Demande le guerrier en indiquant l’issue d’un signe de tête.

—Il y a une grande salle de pierre, similaire à celle-ci, mais plus vaste. Un grand autel au fond. De chaque côté de l’autel, un passage dissimulé. C’est de là que viendront les ennemis. (Il marque une pause.) Mais je crains pour le sort de votre ami. Ou de ma fille.
— Que veux-tu dire ?
— Ils ne seront pas en grande forme.
— OK.

Egon prend une grande inspiration pour se calmer et reprendre ses esprits. Les yeux rivés sur Jareth, qui ne quitte pas la porte des siens, le Pannonien reprend :

— Écoute-moi bien, Jareth. On l’a déjà fait ensemble, tu te souviens ? Et on s’en est sortis. On va faire comme en 44. On les récupère sains et saufs… et on fait tout péter.

Jareth réprime un sourire et détourne son regard du portail pour le poser sur Egon.

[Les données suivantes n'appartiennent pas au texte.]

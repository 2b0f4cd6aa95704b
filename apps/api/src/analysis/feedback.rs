//! Ranked, concrete improvement notes for one evaluation.
//!
//! Every line names a specific requirement or gap. Order:
//! missing must-haves, missing nice-to-haves, experience gaps, education gap.

use crate::analysis::models::{MatchSignal, Requirement, RequirementKind, Verdict};
use crate::analysis::qualifications::EducationLevel;
use crate::analysis::requirements::JobProfile;

/// What the generator needs to know about one evaluation.
pub struct FeedbackInput<'a> {
    pub profile: &'a JobProfile,
    pub matched: &'a [MatchSignal],
    pub missing: &'a [Requirement],
    pub verdict: Verdict,
    pub resume_experience_years: Option<f32>,
    /// Levels the resume mentions, lowest first.
    pub resume_education: &'a [EducationLevel],
}

pub fn generate_feedback(input: &FeedbackInput<'_>) -> Vec<String> {
    let mut feedback = Vec::new();

    for requirement in input.missing.iter().filter(|r| r.kind == RequirementKind::MustHave) {
        feedback.push(missing_must_have(requirement, input.verdict));
    }

    for requirement in input.missing.iter().filter(|r| r.kind == RequirementKind::NiceToHave) {
        feedback.push(format!(
            "Missing nice-to-have skill: {}",
            requirement.skill_name
        ));
    }

    feedback.extend(experience_gaps(input));

    if let Some(line) = education_gap(input.profile.education, input.resume_education) {
        feedback.push(line);
    }

    feedback
}

fn missing_must_have(requirement: &Requirement, verdict: Verdict) -> String {
    let years = requirement
        .min_experience_years
        .map(|y| format!(" ({y}+ years expected)"))
        .unwrap_or_default();

    match verdict {
        Verdict::Low => format!(
            "Critical gap: must-have skill {}{years} was not found in the resume",
            requirement.skill_name
        ),
        Verdict::Medium | Verdict::High => {
            format!("Missing must-have skill: {}{years}", requirement.skill_name)
        }
    }
}

/// Gaps are only reported against a figure the resume actually states.
/// Missing requirements already carry their years in the lines above.
fn experience_gaps(input: &FeedbackInput<'_>) -> Vec<String> {
    let Some(declared) = input.resume_experience_years else {
        return Vec::new();
    };

    let mut lines = Vec::new();
    let mut largest_reported: Option<f32> = None;

    for signal in input.matched {
        let requirement = signal.requirement();
        let Some(required) = requirement.min_experience_years else {
            continue;
        };
        if required > declared {
            lines.push(format!(
                "Experience gap: {} asks for {required}+ years, resume shows {declared}",
                requirement.skill_name
            ));
            largest_reported = Some(largest_reported.map_or(required, |r| r.max(required)));
        }
    }

    if let Some(required) = input.profile.min_experience_years {
        let covered = largest_reported.is_some_and(|r| r >= required);
        if required > declared && !covered {
            let role = input.profile.role_title.as_deref().unwrap_or("the role");
            lines.push(format!(
                "Experience gap: {role} asks for {required}+ years of experience, resume shows {declared}"
            ));
        }
    }

    lines
}

fn education_gap(required: Option<EducationLevel>, resume: &[EducationLevel]) -> Option<String> {
    let required = required?;
    match resume.iter().max() {
        Some(highest) if *highest >= required => None,
        Some(highest) => Some(format!(
            "Education gap: {} or higher expected, resume shows {}",
            required.label(),
            highest.label()
        )),
        None => Some(format!(
            "Education gap: {} or higher expected, none found in the resume",
            required.label()
        )),
    }
}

— Je m’en souviens parfaitement. Mais là, nous ne serons pas confrontés à de simples soldats SS armés jusqu’aux dents. Ce sera pire.
— Je sais. Mais nous ne sommes pas accompagnés de simples civils qui se battent pour leur pays. Nous sommes un groupe de guerriers aguerris, avec des pouvoirs extraordinaires.
— Oui. Et on a deux flics français.

Egon éclate de rire. Il ajoute avec un grand sourire :

— Oui, tu vois ? C’est comme en 44. On a des Français avec nous. Ce ne sont pas des guerriers, mais ils sont suffisamment bornés pour emmerder l’adversaire.
— Comment ? Ils vont organiser un peloton de grévistes ?
— Oui. Ou alors ils partent en courant vers la sortie, après avoir suffisamment insulté nos ennemis pour que ces derniers n’aient qu’eux dans leur ligne de mire. Une formidable diversion.

Les deux hommes partent dans un rire salvateur, mais qui ne dure pas. Egon reprend très vite son sérieux. Il se dirige vers la porte et pose sa main gauche sur la poignée, la droite tenant une arbalète de poing.

— Bon. Je vais ouvrir cette porte. Les gars ? Vous me couvrez.

Tous ont leurs armes pointées sur la porte et sur les issues latérales. Egon tire le battant vers lui, offrant à la vue de tous un spectacle horrifique :

Une grande salle dont le sol et les murs sont en pierre taillée, éclairée par des torches murales. Au fond de la pièce se trouve un grand autel en marbre. Et, au-dessus de cet autel, Viktór, crucifié au mur, est nu et ne respire vraisemblablement plus.